Fintech, Blockchain, DCEP Key to BRI’s Risks to US Interests
The Belt and Road Initiative (BRI) presents significant risks for U.S. economic, political, climate change, security, and health interests, the Council on Foreign Relations (CFR) has said in a new report.
Among these risks are those stemming from China’s growing financial technology companies as they will gain access to millions of consumers across the more than 140 countries in the initiative’s track while potentially giving Beijing major surveillance opportunities, it adds.
Others noted by the think tank include those that are likely to be brought about by the 2020 launch of the Blockchain Service Network (BSN) and the Digital Currency/Electronic Payment (DCEP) to replace China’s physical currency, yuan.
China’s fintech push into BRI countries
“Through BRI, China began addressing long-standing needs of people living in developing countries for power and transportation, filling a void created when the United States and many of its partners and allies refrained from similar investments,” the report states.
It points that Chinese fintech companies have been quick to address the unmet need of the nearly two billion adults who lack access to a bank account or mobile money provider in a number of BRI countries, particularly in Southeast Asia and Africa – though countries like Indonesia and Nepal have resisted them because they cut out their countries’ central and local banks, can make it harder to account for financial flows, and risk hardwiring their banking system to the Chinese economy.
While driving the outward expansion of Chinese fintech, the report says the companies often use the BRI (or Digital Silk Road) label to gain domestic political support for their overseas commercial expansion and leverage the market access provided by BRI projects.
Concerns for China’s blockchain interest
Beijing’s focus on blockchain technology, which the think tank says Chinese leaders see as the foundational infrastructure for future technological innovation, is another concern raised especially with the BSN launch.
Designed to leverage blockchain technology to offer software developers a cheaper alternative to current server storage space offerings, several major blockchain projects have joined BSN to integrate their own chains with it thereby enabling developers to create applications on the larger and less expensive platform.
“Such integration also allows Beijing to bring this “international plumbing,” including the network infrastructure in Australia, Brazil, France, Japan, South Africa, and the United States, under its influence,” the report states, citing a section of the BSN white paper which notes that “it will become the only global infrastructure network autonomously innovated by Chinese entities and for which network access is Chinese-controlled” upon full global deployment.

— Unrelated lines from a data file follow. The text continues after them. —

#[cfg(test)]
mod tests {
    use super::*;
    use crate::memory::{MemorySectionStore, StoreMethod};
    use async_trait::async_trait;
    use serde_json::json;
    use sitekit_core::ComponentType;

    #[derive(Default)]
    struct FakeCms {
        page: Mutex<Option<PageData>>,
        settings: Mutex<Content>,
        page_writes: Mutex<Vec<Vec<Section>>>,
    }

    #[async_trait]
    impl CmsApi for FakeCms {
        async fn fetch_page(&self, id: PageId) -> Result<PageData> {
            self.page
                .lock()
                .unwrap()
                .clone()
                .filter(|p| p.id == id)
                .ok_or(ContentError::Api {
                    status: 404,
                    message: "Not found.".to_string(),
                })
        }

        async fn update_page_sections(&self, _id: PageId, sections: &[Section]) -> Result<()> {
            self.page_writes.lock().unwrap().push(sections.to_vec());
            Ok(())
        }

        async fn fetch_settings(&self) -> Result<Content> {
            Ok(self.settings.lock().unwrap().clone())
        }

        async fn update_settings(&self, settings: &Content) -> Result<Content> {
            *self.settings.lock().unwrap() = settings.clone();
            Ok(settings.clone())
        }
    }

    fn obj(value: serde_json::Value) -> Content {
        content::as_object(value).unwrap()
    }

    fn section(id: &str, kind: ComponentType) -> Section {
        Section::new(SectionId::new(id).unwrap(), kind)
    }

    fn session_with_page(sections: Vec<Section>) -> (PreviewSession, Arc<FakeCms>, MemorySectionStore) {
        let cms = Arc::new(FakeCms::default());
        *cms.page.lock().unwrap() = Some(PageData {
            id: PageId(1),
            title: "Home".to_string(),
            slug: "home".to_string(),
            sections,
            meta_title: String::new(),
            meta_description: String::new(),
            is_published: true,
        });
        *cms.settings.lock().unwrap() = obj(json!({"site_name": "Acme"}));
        let store = MemorySectionStore::new();
        let session = PreviewSession::new(cms.clone(), Arc::new(store.clone()));
        (session, cms, store)
    }

    #[tokio::test]
    async fn test_clean_session_saves_nothing() {
        let (session, cms, store) = session_with_page(vec![section("hero-1", ComponentType::Hero1)]);
        session.load_page(PageId(1)).await.unwrap();
        session.load_settings().await.unwrap();

        assert!(!session.is_dirty());
        assert!(session.save_changes().await.unwrap().is_empty());
        assert!(store.requests().is_empty());
        assert!(cms.page_writes.lock().unwrap().is_empty());
    }

    #[tokio::test]
    async fn test_settings_preview_and_reset() {
        let (session, _cms, _store) = session_with_page(Vec::new());
        assert!(!session.update_settings(&obj(json!({"site_name": "X"}))));

        session.load_settings().await.unwrap();
        assert!(session.update_settings(&obj(json!({"site_name": "Beta"}))));
        assert!(session.is_dirty());
        assert_eq!(session.current_settings().unwrap()["site_name"], "Beta");

        session.reset_to_saved();
        assert!(!session.is_dirty());
        assert_eq!(session.current_settings().unwrap()["site_name"], "Acme");
    }

    #[tokio::test]
    async fn test_update_sections_requires_page() {
        let (session, _cms, _store) = session_with_page(Vec::new());
        assert!(matches!(
            session.update_sections(Vec::new()),
            Err(ContentError::NoPageLoaded)
        ));
    }

    #[tokio::test]
    async fn test_save_creates_and_deletes_sections() {
        let kept = section("hero-1", ComponentType::Hero1);
        let removed = section("faq-1", ComponentType::Faq1);
        let (session, cms, store) = session_with_page(vec![kept.clone(), removed.clone()]);
        store.insert(removed.id.clone(), obj(json!({"title": "FAQ"})));

        session.load_page(PageId(1)).await.unwrap();
        let added = section("cta-1", ComponentType::Cta1);
        session.update_sections(vec![kept.clone(), added.clone()]).unwrap();
        session.update_section_content(&added.id, obj(json!({"title": "Buy now"})));
        session.update_section_content(&kept.id, obj(json!({"title": "Edited"})));

        let summary = session.save_changes().await.unwrap();
        assert_eq!(
            summary,
            SaveSummary {
                settings_saved: false,
                contents_saved: 1,
                sections_created: 1,
                sections_deleted: 1,
                page_saved: true,
            }
        );

        assert_eq!(store.content(&added.id).unwrap()["title"], "Buy now");
        assert_eq!(store.content(&kept.id).unwrap()["title"], "Edited");
        assert!(store.content(&removed.id).is_none());
        assert_eq!(store.count(StoreMethod::Post), 2);
        assert!(session.overlay().is_empty());
        assert!(!session.is_dirty());
        assert_eq!(cms.page_writes.lock().unwrap().as_slice(), &[vec![kept, added]]);
    }

    #[tokio::test]
    async fn test_new_section_uses_registry_defaults() {
        use crate::registry::SectionRenderer;
        use crate::resolver::SectionSnapshot;

        struct Cta;
        impl SectionRenderer for Cta {
            fn component_type(&self) -> ComponentType {
                ComponentType::Cta1
            }
            fn default_content(&self) -> serde_json::Value {
                json!({"title": "Default CTA"})
            }
            fn render(&self, _section: &Section, _snapshot: &SectionSnapshot) -> String {
                String::new()
            }
        }

        let mut registry = ComponentRegistry::new();
        registry.register(ComponentType::Cta1, Arc::new(Cta)).unwrap();

        let (session, _cms, store) = session_with_page(Vec::new());
        let session = session.with_registry(Arc::new(registry));
        session.load_page(PageId(1)).await.unwrap();

        let added = section("cta-2", ComponentType::Cta1);
        let unknown = Section {
            component_type: "Mystery".to_string(),
            ..section("mystery-1", ComponentType::Hero1)
        };
        session.update_sections(vec![added.clone(), unknown.clone()]).unwrap();
        session.save_changes().await.unwrap();

        assert_eq!(store.content(&added.id).unwrap()["title"], "Default CTA");
        assert!(store.content(&unknown.id).unwrap().is_empty());
    }

    #[tokio::test]
    async fn test_failed_content_save_keeps_overlay() {
        let (session, cms, store) = session_with_page(vec![section("hero-1", ComponentType::Hero1)]);
        session.load_page(PageId(1)).await.unwrap();
        let id = SectionId::new("hero-1").unwrap();
        session.update_section_content(&id, obj(json!({"title": "Edited"})));
        store.fail_with(StoreMethod::Patch, 500);

        assert!(session.save_changes().await.is_err());
        assert!(session.section_content(&id).is_some());
        assert!(session.is_dirty());
        assert!(!session.is_saving());
        assert!(cms.page_writes.lock().unwrap().is_empty());
    }

    #[tokio::test]
    async fn test_save_moves_open_handle_baseline() {
        use crate::context::ContentContext;
        use crate::resolver::SectionResolver;
        use std::time::Duration;

        let id = SectionId::new("hero-1").unwrap();
        let (session, _cms, store) = session_with_page(vec![section("hero-1", ComponentType::Hero1)]);
        store.insert(id.clone(), obj(json!({"title": "Old"})));
        session.load_page(PageId(1)).await.unwrap();

        let ctx = ContentContext::new(Arc::new(store.clone())).with_overlay(session.overlay().clone());
        let resolver = SectionResolver::new(ctx.clone());
        let mut handle = resolver.open(id.clone(), obj(json!({"title": "Default"})));
        assert_eq!(handle.wait_loaded().await.unwrap().content["title"], "Old");

        handle.preview(&obj(json!({"title": "Edited"})));
        ctx.frames().flush();
        assert_eq!(handle.content()["title"], "Edited");
        assert!(session.is_dirty());

        let summary = session.save_changes().await.unwrap();
        assert_eq!(summary.contents_saved, 1);
        assert_eq!(store.content(&id).unwrap()["title"], "Edited");
        assert_eq!(handle.content()["title"], "Edited");
        assert!(!session.is_dirty());

        tokio::time::timeout(Duration::from_secs(1), async {
            while handle.baseline()["title"] != "Edited" {
                handle.changed().await.unwrap();
            }
        })
        .await
        .expect("baseline follows the commit");

        ctx.frames().flush();
        assert!(!session.overlay().contains(&id));
        assert_eq!(handle.content()["title"], "Edited");
        assert!(handle.error().is_none());
    }

    /// Writes into the overlay while a PATCH of `a-1` is in flight.
    struct TypingStore {
        inner: MemorySectionStore,
        overlay: PreviewOverlay,
    }

    #[async_trait]
    impl SectionStore for TypingStore {
        async fn fetch(&self, id: &SectionId) -> Result<Option<sitekit_core::SectionRecord>> {
            self.inner.fetch(id).await
        }

        async fn update(&self, id: &SectionId, content: &Content) -> Result<WriteOutcome> {
            if id.as_str() == "a-1" {
                self.overlay
                    .set(&SectionId::new("b-1").unwrap(), obj(json!({"title": "typed"})));
            }
            self.inner.update(id, content).await
        }

        async fn create(&self, id: &SectionId, content: &Content) -> Result<()> {
            self.inner.create(id, content).await
        }

        async fn delete(&self, id: &SectionId) -> Result<WriteOutcome> {
            self.inner.delete(id).await
        }

        async fn list(&self) -> Result<Vec<sitekit_core::SectionRecord>> {
            self.inner.list().await
        }

        fn store_id(&self) -> &str {
            "typing"
        }
    }

    #[tokio::test]
    async fn test_edit_during_save_stays_pending() {
        let (_session, cms, _store) = session_with_page(Vec::new());
        let overlay = PreviewOverlay::new();
        let store = MemorySectionStore::new();
        let typing = TypingStore {
            inner: store.clone(),
            overlay: overlay.clone(),
        };
        let session = PreviewSession::new(cms, Arc::new(typing)).with_overlay(overlay.clone());

        let a = SectionId::new("a-1").unwrap();
        let b = SectionId::new("b-1").unwrap();
        session.update_section_content(&a, obj(json!({"title": "A"})));

        let summary = session.save_changes().await.unwrap();
        assert_eq!(summary.contents_saved, 1);
        assert_eq!(store.content(&a).unwrap()["title"], "A");
        assert_eq!(overlay.get(&b), Some(obj(json!({"title": "typed"}))));
        assert!(store.content(&b).is_none());
        assert!(session.is_dirty());

        let summary = session.save_changes().await.unwrap();
        assert_eq!(summary.contents_saved, 1);
        assert_eq!(store.content(&b).unwrap()["title"], "typed");
        assert!(!session.is_dirty());
    }

    #[tokio::test]
    async fn test_end_clears_overlay() {
        let (session, _cms, _store) = session_with_page(Vec::new());
        let id = SectionId::new("hero-1").unwrap();
        session.update_section_content(&id, obj(json!({"title": "Draft"})));
        assert!(session.is_dirty());

        session.end();
        assert!(session.section_content(&id).is_none());
        assert!(!session.is_dirty());
    }
}
//! Section content resolver.
//!
//! [`SectionResolver::open`] returns a [`SectionHandle`] that owns one
//! section's persisted baseline, loading flag and last error. The baseline is
//! fetched once per handle by a background task tied to the handle's
//! lifetime; closing or dropping the handle cancels it and turns every later
//! state update into a no-op.
//!
//! Content is resolved on every read:
//!
//! ```text
//! baseline = default <- fence(fetched)   (set by the fetch task, save, or a commit)
//! content  = baseline <- fence(override) (override read live from the overlay)
//! ```
//!
//! With an overlay attached, each handle also follows the overlay's commits
//! for its id, so content saved elsewhere (for example by a preview session)
//! becomes the handle's baseline.

use crate::context::ContentContext;
use crate::error::{ContentError, Result};
use crate::inflight::InFlightGuard;
use crate::store;
use serde::de::DeserializeOwned;
use serde::Serialize;
use sitekit_core::content::{self, Content};
use sitekit_core::SectionId;
use std::sync::Arc;
use tokio::sync::watch;
use tokio_util::sync::CancellationToken;
use tracing::{debug, info, warn};

/// Per-handle state owned by the resolver.
#[derive(Debug, Clone, PartialEq)]
pub struct ResolverState {
    /// Last content confirmed by the store (or the defaults)
    pub baseline: Content,
    /// Whether the initial fetch is outstanding
    pub loading: bool,
    /// Last read or write failure
    pub error: Option<String>,
}

/// What a renderer needs for one pass.
#[derive(Debug, Clone, PartialEq)]
pub struct SectionSnapshot {
    /// Resolved content
    pub content: Content,
    /// Whether the initial fetch is outstanding
    pub loading: bool,
    /// Last read or write failure
    pub error: Option<String>,
}

/// Opens section handles against a shared [`ContentContext`].
#[derive(Clone)]
pub struct SectionResolver {
    ctx: ContentContext,
}

impl SectionResolver {
    /// Create a resolver over `ctx`.
    #[must_use]
    pub fn new(ctx: ContentContext) -> Self {
        Self { ctx }
    }

    /// The shared context.
    #[must_use]
    pub fn context(&self) -> &ContentContext {
        &self.ctx
    }

    /// Open a handle for `section_id` and start fetching its baseline.
    ///
    /// If another handle is already fetching the same id, no request is made
    /// and this handle renders the defaults with `loading == false`.
    ///
    /// Must be called from within a Tokio runtime.
    #[must_use]
    pub fn open(&self, section_id: SectionId, default_content: Content) -> SectionHandle {
        let guard = self.ctx.inflight().try_acquire(&section_id);
        let (state, state_rx) = watch::channel(ResolverState {
            baseline: default_content.clone(),
            loading: guard.is_some(),
            error: None,
        });

        let inner = Arc::new(HandleInner {
            id: section_id,
            defaults: default_content,
            ctx: self.ctx.clone(),
            state,
            cancel: CancellationToken::new(),
        });

        match guard {
            Some(guard) => {
                debug!(section_id = %inner.id, "fetching section content");
                tokio::spawn(fetch_baseline(Arc::clone(&inner), guard));
            }
            None => {
                debug!(section_id = %inner.id, "fetch already in flight, rendering defaults");
            }
        }
        if let Some(overlay) = self.ctx.overlay() {
            let commits = overlay.subscribe_commits(&inner.id);
            tokio::spawn(follow_commits(Arc::clone(&inner), commits));
        }

        let overlay_rx = self.ctx.overlay().map(|o| o.subscribe(&inner.id));
        let mut handle = SectionHandle {
            inner,
            state_rx,
            overlay_rx,
            last_override: None,
        };
        handle.last_override = handle.fenced_override();
        handle
    }

    /// Open a handle whose defaults come from a typed value.
    ///
    /// # Errors
    /// Returns error if `default_content` does not serialize to a JSON object.
    pub fn open_typed<T: Serialize>(
        &self,
        section_id: SectionId,
        default_content: &T,
    ) -> Result<SectionHandle> {
        let defaults = content::as_object(serde_json::to_value(default_content)?)?;
        Ok(self.open(section_id, defaults))
    }
}

struct HandleInner {
    id: SectionId,
    defaults: Content,
    ctx: ContentContext,
    state: watch::Sender<ResolverState>,
    cancel: CancellationToken,
}

/// One rendered section's view of its content.
///
/// Dropping the handle closes it.
pub struct SectionHandle {
    inner: Arc<HandleInner>,
    state_rx: watch::Receiver<ResolverState>,
    overlay_rx: Option<watch::Receiver<Option<Content>>>,
    last_override: Option<Content>,
}

enum Wake {
    State(std::result::Result<(), watch::error::RecvError>),
    Overlay(std::result::Result<(), watch::error::RecvError>),
    Closed,
}

impl SectionHandle {
    /// Section id.
    #[must_use]
    pub fn id(&self) -> &SectionId {
        &self.inner.id
    }

    /// Default content this handle was opened with.
    #[must_use]
    pub fn default_content(&self) -> &Content {
        &self.inner.defaults
    }

    /// Resolved content: baseline with the fenced preview override on top.
    #[must_use]
    pub fn content(&self) -> Content {
        let state = self.inner.state.borrow();
        match self.fenced_override() {
            Some(over) => content::merge(&state.baseline, &over),
            None => state.baseline.clone(),
        }
    }

    /// Resolved content decoded into a typed value.
    pub fn content_as<T: DeserializeOwned>(&self) -> Result<T> {
        Ok(serde_json::from_value(serde_json::Value::Object(
            self.content(),
        ))?)
    }

    /// Whether the initial fetch is outstanding.
    #[must_use]
    pub fn loading(&self) -> bool {
        self.inner.state.borrow().loading
    }

    /// Last read or write failure.
    #[must_use]
    pub fn error(&self) -> Option<String> {
        self.inner.state.borrow().error.clone()
    }

    /// Persisted baseline without any preview override.
    #[must_use]
    pub fn baseline(&self) -> Content {
        self.inner.state.borrow().baseline.clone()
    }

    /// Content, loading flag and error in one read.
    #[must_use]
    pub fn snapshot(&self) -> SectionSnapshot {
        let (loading, error) = {
            let state = self.inner.state.borrow();
            (state.loading, state.error.clone())
        };
        SectionSnapshot {
            content: self.content(),
            loading,
            error,
        }
    }

    /// Whether [`close`](Self::close) was called.
    #[must_use]
    pub fn is_closed(&self) -> bool {
        self.inner.cancel.is_cancelled()
    }

    /// Wait until something a renderer would show has changed: the baseline,
    /// loading flag or error, or the effective (fenced) preview override.
    ///
    /// # Errors
    /// Returns [`ContentError::Closed`] once the handle is closed.
    pub async fn changed(&mut self) -> Result<()> {
        loop {
            if self.is_closed() {
                return Err(ContentError::Closed);
            }

            let wake = tokio::select! {
                res = self.state_rx.changed() => Wake::State(res),
                res = overlay_changed(&mut self.overlay_rx) => Wake::Overlay(res),
                () = self.inner.cancel.cancelled() => Wake::Closed,
            };

            match wake {
                Wake::State(res) => {
                    res.map_err(|_| ContentError::Closed)?;
                    self.state_rx.borrow_and_update();
                    return Ok(());
                }
                Wake::Overlay(res) => {
                    res.map_err(|_| ContentError::Closed)?;
                    if let Some(rx) = self.overlay_rx.as_mut() {
                        rx.borrow_and_update();
                    }
                    let current = self.fenced_override();
                    if current != self.last_override {
                        self.last_override = current;
                        return Ok(());
                    }
                }
                Wake::Closed => return Err(ContentError::Closed),
            }
        }
    }

    /// Wait for the initial fetch to settle.
    ///
    /// # Errors
    /// Returns [`ContentError::Closed`] if the handle is closed first.
    pub async fn wait_loaded(&mut self) -> Result<SectionSnapshot> {
        let cancel = self.inner.cancel.clone();
        tokio::select! {
            res = self.state_rx.wait_for(|s| !s.loading) => {
                res.map_err(|_| ContentError::Closed)?;
            }
            () = cancel.cancelled() => return Err(ContentError::Closed),
        }
        Ok(self.snapshot())
    }

    /// Show `partial` on top of the current content without persisting it.
    ///
    /// The merged content is written into the preview overlay on the next
    /// frame. Without an overlay this is a no-op.
    pub fn preview(&self, partial: &Content) {
        let Some(overlay) = self.inner.ctx.overlay().cloned() else {
            debug!(section_id = %self.inner.id, "no preview overlay attached, ignoring preview");
            return;
        };

        let merged = content::merge(&self.content(), partial);
        let id = self.inner.id.clone();
        let cancel = self.inner.cancel.clone();
        self.inner.ctx.frames().defer(move || {
            if !cancel.is_cancelled() {
                overlay.set(&id, merged);
            }
        });
    }

    /// Persist `partial` merged over the current content.
    ///
    /// Updates the section, creating it if the store has no row yet. On
    /// success the merged content becomes the new baseline; on failure the
    /// baseline is untouched, `error` is set and the error is returned.
    pub async fn save(&self, partial: &Content) -> Result<()> {
        if self.is_closed() {
            return Err(ContentError::Closed);
        }

        let merged = content::merge(&self.content(), partial);
        let id = &self.inner.id;

        match store::upsert(self.inner.ctx.store().as_ref(), id, &merged).await {
            Ok(kind) => {
                info!(section_id = %id, ?kind, "section content saved");
                if !self.is_closed() {
                    self.inner.state.send_modify(|state| {
                        state.baseline = merged.clone();
                        state.error = None;
                    });
                    settle_override(&self.inner, merged);
                }
                Ok(())
            }
            Err(err) => {
                warn!(section_id = %id, "failed to save section content: {err}");
                if !self.is_closed() {
                    let message = err.to_string();
                    self.inner
                        .state
                        .send_modify(|state| state.error = Some(message));
                }
                Err(err)
            }
        }
    }

    /// Alias of [`save`](Self::save).
    pub async fn update(&self, partial: &Content) -> Result<()> {
        self.save(partial).await
    }

    /// Stop the pending fetch and ignore any later result.
    pub fn close(&self) {
        if !self.inner.cancel.is_cancelled() {
            debug!(section_id = %self.inner.id, "closing section handle");
            self.inner.cancel.cancel();
        }
    }

    fn fenced_override(&self) -> Option<Content> {
        let pending = self.inner.ctx.overlay()?.get(&self.inner.id)?;
        Some(content::fence(&pending, &self.inner.defaults))
    }
}

impl Drop for SectionHandle {
    fn drop(&mut self) {
        self.inner.cancel.cancel();
    }
}

async fn overlay_changed(
    rx: &mut Option<watch::Receiver<Option<Content>>>,
) -> std::result::Result<(), watch::error::RecvError> {
    match rx {
        Some(rx) => rx.changed().await,
        None => std::future::pending().await,
    }
}

/// Once saved, an override equal to the baseline is dropped on the next frame.
fn settle_override(inner: &HandleInner, baseline: Content) {
    let Some(overlay) = inner.ctx.overlay().cloned() else {
        return;
    };
    let id = inner.id.clone();
    let defaults = inner.defaults.clone();
    inner.ctx.frames().defer(move || {
        if let Some(pending) = overlay.get(&id) {
            if content::merge(&baseline, &content::fence(&pending, &defaults)) == baseline {
                overlay.remove_if_eq(&id, &pending);
            }
        }
    });
}

/// Move the baseline to every content committed for the handle's id.
async fn follow_commits(inner: Arc<HandleInner>, mut commits: watch::Receiver<Option<Content>>) {
    loop {
        tokio::select! {
            () = inner.cancel.cancelled() => return,
            res = commits.changed() => {
                if res.is_err() {
                    return;
                }
            }
        }

        let Some(committed) = commits.borrow_and_update().clone() else {
            continue;
        };
        if inner.cancel.is_cancelled() {
            return;
        }

        let baseline = content::merge(&inner.defaults, &content::fence(&committed, &inner.defaults));
        debug!(section_id = %inner.id, "committed content became the baseline");
        inner.state.send_modify(|state| {
            state.baseline = baseline.clone();
            state.error = None;
        });
        settle_override(&inner, baseline);
    }
}

async fn fetch_baseline(inner: Arc<HandleInner>, guard: InFlightGuard) {
    let id = &inner.id;
    let store = Arc::clone(inner.ctx.store());
    let committed_before = inner.ctx.overlay().and_then(|o| o.committed(id));

    let result = tokio::select! {
        () = inner.cancel.cancelled() => {
            debug!(section_id = %id, "handle closed before fetch completed");
            return;
        }
        result = store.fetch(id) => result,
    };

    if inner.cancel.is_cancelled() {
        return;
    }

    // A commit that landed while fetching is newer than the fetched record.
    let committed = inner.ctx.overlay().and_then(|o| o.committed(id));
    if committed.is_some() && committed != committed_before {
        debug!(section_id = %id, "content committed during fetch, keeping it");
        inner.state.send_modify(|state| state.loading = false);
        drop(guard);
        return;
    }

    let (baseline, error) = match result {
        Ok(Some(record)) => {
            let fetched = content::fence(&record.content, &inner.defaults);
            (content::merge(&inner.defaults, &fetched), None)
        }
        Ok(None) => {
            debug!(section_id = %id, "section not stored yet, using defaults");
            (inner.defaults.clone(), None)
        }
        Err(err) => {
            warn!(section_id = %id, "error fetching section content: {err}");
            (inner.defaults.clone(), Some(err.to_string()))
        }
    };

    inner.state.send_modify(|state| {
        state.baseline = baseline;
        state.loading = false;
        state.error = error;
    });
    drop(guard);
}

“Some analysts have expressed concern that Chinese firms’ dominance over BSN, which could provide Beijing influence over blockchain networks outside China, presents security risks comparable to those raised regarding Chinese firms’ control over 5G networks. If illicit actors were to use applications built on BSN, the United States’ ability to take cryptocurrency-related enforcement actions or to prosecute those violating U.S. law related to certain cybercrimes could depend on cooperation from China for the digital data evidence needed to make a law enforcement case.”
China’s “digital authoritarianism” with e-CNY
Similar concerns were raised over China’s fast-moving plans for a digital yuan through its CBDC project. The CFR says the DCEP’s design gives China’s central bank real-time financial surveillance of all users’ transactions, potentially bolstering the government’s control over private behavior and adding to the reach of its “digital authoritarianism.”